Brief =
What lines of the data hold the string "Some"? Copy them all.
*** Record extracts Section Begins ***
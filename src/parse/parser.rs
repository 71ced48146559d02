use crate::scan::token::{Token, TokenKind};

use super::error::ExpectedToken::{self, AnyIdentifier, AnyNumber, EndOfInput, Exact};
use super::error::SyntaxError;

/// Tokens that may open a statement inside a block.
const STMT_START: &[ExpectedToken] = &[
    Exact("int"),
    Exact("float"),
    Exact("double"),
    Exact("char"),
    AnyIdentifier,
    Exact("if"),
    Exact("while"),
    Exact("for"),
    Exact("return"),
];

/// [`STMT_START`] plus the brace that closes the enclosing block.
const STMT_FOLLOW: &[ExpectedToken] = &[
    Exact("int"),
    Exact("float"),
    Exact("double"),
    Exact("char"),
    AnyIdentifier,
    Exact("if"),
    Exact("while"),
    Exact("for"),
    Exact("return"),
    Exact("}"),
];

/// Tokens that may open the body of `if`, `else` or `while`.
const BODY_START: &[ExpectedToken] = &[
    Exact("{"),
    Exact("int"),
    Exact("float"),
    Exact("double"),
    Exact("char"),
    AnyIdentifier,
    Exact("if"),
    Exact("while"),
    Exact("for"),
    Exact("return"),
];

const DATATYPES: &[ExpectedToken] = &[
    Exact("int"),
    Exact("float"),
    Exact("double"),
    Exact("char"),
];

/// Right-hand side of a declaration: a name or a literal.
const VALUE_START: &[ExpectedToken] = &[AnyIdentifier, AnyNumber];

fn matches_any(set: &[ExpectedToken], token: &Token) -> bool {
    set.iter().any(|e| e.matches(token))
}

/// Recursive descent over a token stream, one function per grammar rule.
///
/// The parser never unwinds on a bad token: each mismatch is recorded and
/// the cursor resynchronized so the rest of the input still gets checked.
/// It builds no tree; the output of a parse is the ordered mismatch list,
/// and an empty list means the input is well formed.
pub struct Parser {
    /// The token stream to parse.
    tokens: Vec<Token>,
    /// The current position in the token stream.
    pos: usize,
    /// Every mismatch recorded so far, in detection order.
    errors: Vec<SyntaxError>,
    /// Set from the first mismatch until a rule matches its next expected
    /// token again; while set, further mismatches resynchronize silently
    /// so one broken token does not flood the report.
    recovering: bool,
}

impl Parser {
    pub fn new(mut tokens: Vec<Token>) -> Self {
        // The scanner always terminates the stream; guarantee the sentinel
        // here as well so the cursor can be clamped instead of checked.
        match tokens.last() {
            Some(token) if token.kind == TokenKind::Eof => {}
            Some(token) => {
                let line = token.line;
                tokens.push(Token::eof(line));
            }
            None => tokens.push(Token::eof(1)),
        }
        Parser {
            tokens,
            pos: 0,
            errors: Vec::new(),
            recovering: false,
        }
    }

    /// Runs the one top-level parse this parser is good for.
    ///
    /// The program is accepted when no mismatch was recorded and every
    /// token was consumed; input past the function is reported once and
    /// drained.
    pub fn parse_program(mut self) -> (bool, Vec<SyntaxError>) {
        self.parse_func();
        if !self.is_at_end() {
            self.report(&[EndOfInput]);
            while !self.is_at_end() {
                self.advance();
            }
        }
        let accepted = self.errors.is_empty();
        (accepted, self.errors)
    }

    fn lookahead(&self, by: usize) -> &Token {
        &self.tokens[(self.pos + by).min(self.tokens.len() - 1)]
    }

    fn current(&self) -> &Token {
        self.lookahead(0)
    }

    /// Moves the cursor one token forward, clamped at the sentinel.
    fn advance(&mut self) {
        self.pos = (self.pos + 1).min(self.tokens.len() - 1);
    }

    fn is_at_end(&self) -> bool {
        self.current().kind == TokenKind::Eof
    }

    fn check(&self, expected: ExpectedToken) -> bool {
        expected.matches(self.current())
    }

    /// Consumes a token the current rule has verified. A successful match
    /// is what ends recovery mode.
    fn consume(&mut self) {
        self.advance();
        self.recovering = false;
    }

    /// Records a mismatch against the current token, unless the parser is
    /// already resynchronizing from an earlier one.
    fn report(&mut self, expected: &[ExpectedToken]) {
        if !self.recovering {
            let found = self.current().clone();
            self.errors.push(SyntaxError {
                line: found.line,
                expected: expected.to_vec(),
                found,
            });
        }
        self.recovering = true;
    }

    /// Skips ahead to a token the interrupted rule can use: one of
    /// `expected` or `sync`, a statement boundary, or end of input. A `;`
    /// that nothing expected is consumed with the broken statement; a `}`
    /// always stays for the enclosing block.
    fn resynchronize(&mut self, expected: &[ExpectedToken], sync: &[ExpectedToken]) {
        loop {
            let token = self.current();
            if token.kind == TokenKind::Eof
                || matches_any(expected, token)
                || matches_any(sync, token)
                || token.lexeme == "}"
            {
                return;
            }
            let at_boundary = token.lexeme == ";";
            self.advance();
            if at_boundary {
                return;
            }
        }
    }

    fn expect(&mut self, expected: ExpectedToken, sync: &[ExpectedToken]) {
        self.expect_one_of(&[expected], sync);
    }

    /// The consume protocol every rule is built from: take the token when
    /// it matches, otherwise record the mismatch and resynchronize, taking
    /// the expected token after all if the skip ran into it.
    fn expect_one_of(&mut self, expected: &[ExpectedToken], sync: &[ExpectedToken]) {
        if matches_any(expected, self.current()) {
            self.consume();
            return;
        }
        self.report(expected);
        self.resynchronize(expected, sync);
        if matches_any(expected, self.current()) {
            self.consume();
        }
    }

    /// `int main ( )` followed by a block. Also reachable as a statement,
    /// which is what lets a definition nest inside a block.
    fn parse_func(&mut self) {
        self.expect(
            Exact("int"),
            &[Exact("main"), Exact("("), Exact(")"), Exact("{")],
        );
        self.expect(Exact("main"), &[Exact("("), Exact(")"), Exact("{")]);
        self.expect(Exact("("), &[Exact(")"), Exact("{")]);
        self.expect(Exact(")"), &[Exact("{")]);
        self.parse_block();
    }

    /// `{` statement+ `}`. An empty pair of braces is reported, since the
    /// grammar wants at least one statement, but still closed.
    fn parse_block(&mut self) {
        self.expect(Exact("{"), STMT_FOLLOW);
        if self.check(Exact("}")) {
            self.report(STMT_START);
            self.consume();
            return;
        }
        loop {
            if self.check(Exact("}")) {
                self.consume();
                return;
            }
            if self.is_at_end() {
                self.report(&[Exact("}")]);
                return;
            }
            self.parse_statement();
        }
    }

    /// Statement dispatch over the current token.
    fn parse_statement(&mut self) {
        let kind = self.current().kind;
        let lexeme = self.current().lexeme.clone();
        match (kind, lexeme.as_str()) {
            // A leading `int` opens a declaration unless `main` follows:
            // the one place a second token of lookahead is needed.
            (TokenKind::Keyword, "int") if self.lookahead(1).lexeme == "main" => {
                self.parse_func()
            }
            (TokenKind::Keyword, "int" | "float" | "double" | "char") => self.parse_assign(),
            (TokenKind::Identifier, _) => self.parse_expression_statement(),
            (TokenKind::Keyword, "if") => self.parse_if(),
            (TokenKind::Keyword, "while") => self.parse_while(),
            (TokenKind::Keyword, "for") => self.parse_for(),
            (TokenKind::Keyword, "return") => self.parse_return(),
            _ => {
                self.report(STMT_START);
                self.resynchronize(STMT_START, &[Exact("}")]);
            }
        }
    }

    /// `datatype identifier = value ;`
    fn parse_assign(&mut self) {
        self.expect_one_of(
            DATATYPES,
            &[AnyIdentifier, Exact("="), AnyNumber, Exact(";")],
        );
        self.expect(AnyIdentifier, &[Exact("="), AnyNumber, Exact(";")]);
        self.expect(Exact("="), &[AnyIdentifier, AnyNumber, Exact(";")]);
        self.expect_one_of(VALUE_START, &[Exact(";")]);
        self.expect(Exact(";"), STMT_FOLLOW);
    }

    /// `identifier [op identifier] ;` in statement position.
    fn parse_expression_statement(&mut self) {
        self.parse_expression(&[Exact(";")]);
        self.expect(Exact(";"), STMT_FOLLOW);
    }

    /// An identifier, optionally followed by one operator and a second
    /// identifier. The operator leg matching nothing is fine, so a lone
    /// name never errors here.
    fn parse_expression(&mut self, follow: &[ExpectedToken]) {
        self.expect(AnyIdentifier, follow);
        if self.current().kind == TokenKind::Operator {
            self.consume();
            self.expect(AnyIdentifier, follow);
        }
    }

    /// `if ( condition )`, a block or single statement, and optionally
    /// `else` with a block or single statement.
    fn parse_if(&mut self) {
        self.consume(); // if
        self.expect(Exact("("), &[AnyIdentifier, Exact(")")]);
        self.parse_expression(&[Exact(")")]);
        self.expect(Exact(")"), BODY_START);
        self.parse_body();
        if self.check(Exact("else")) {
            self.consume();
            self.parse_body();
        }
    }

    /// A brace opens a block body; anything else is taken as a single
    /// statement.
    fn parse_body(&mut self) {
        if self.check(Exact("{")) {
            self.parse_block();
        } else {
            self.parse_statement();
        }
    }

    /// `while ( condition )`, then a block or single statement.
    fn parse_while(&mut self) {
        self.consume(); // while
        self.expect(Exact("("), &[AnyIdentifier, Exact(")")]);
        self.parse_expression(&[Exact(")")]);
        self.expect(Exact(")"), BODY_START);
        self.parse_body();
    }

    /// `for ( init condition ; update )` then a block. The init is a full
    /// declaration and brings its own terminating `;`.
    fn parse_for(&mut self) {
        self.consume(); // for
        self.expect(Exact("("), DATATYPES);
        self.parse_assign();
        self.parse_expression(&[Exact(";")]);
        self.expect(Exact(";"), &[AnyIdentifier, Exact(")")]);
        self.parse_expression(&[Exact(")")]);
        self.expect(Exact(")"), &[Exact("{")]);
        self.parse_block();
    }

    /// `return ;` or `return value ;`, with an optional `op value` tail
    /// mirroring the expression shape.
    fn parse_return(&mut self) {
        self.consume(); // return
        if self.check(Exact(";")) {
            self.consume();
            return;
        }
        self.expect_one_of(VALUE_START, &[Exact(";")]);
        if self.current().kind == TokenKind::Operator {
            self.consume();
            self.expect_one_of(VALUE_START, &[Exact(";")]);
        }
        self.expect(Exact(";"), STMT_FOLLOW);
    }
}
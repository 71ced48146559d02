//! Lexical analysis: source text to token stream.

pub mod location;
pub mod scanner;
pub mod token;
*** Record extracts Section Ends ***
Task result =
            Some(token) if token.kind == TokenKind::Eof => {}
            Some(token) => {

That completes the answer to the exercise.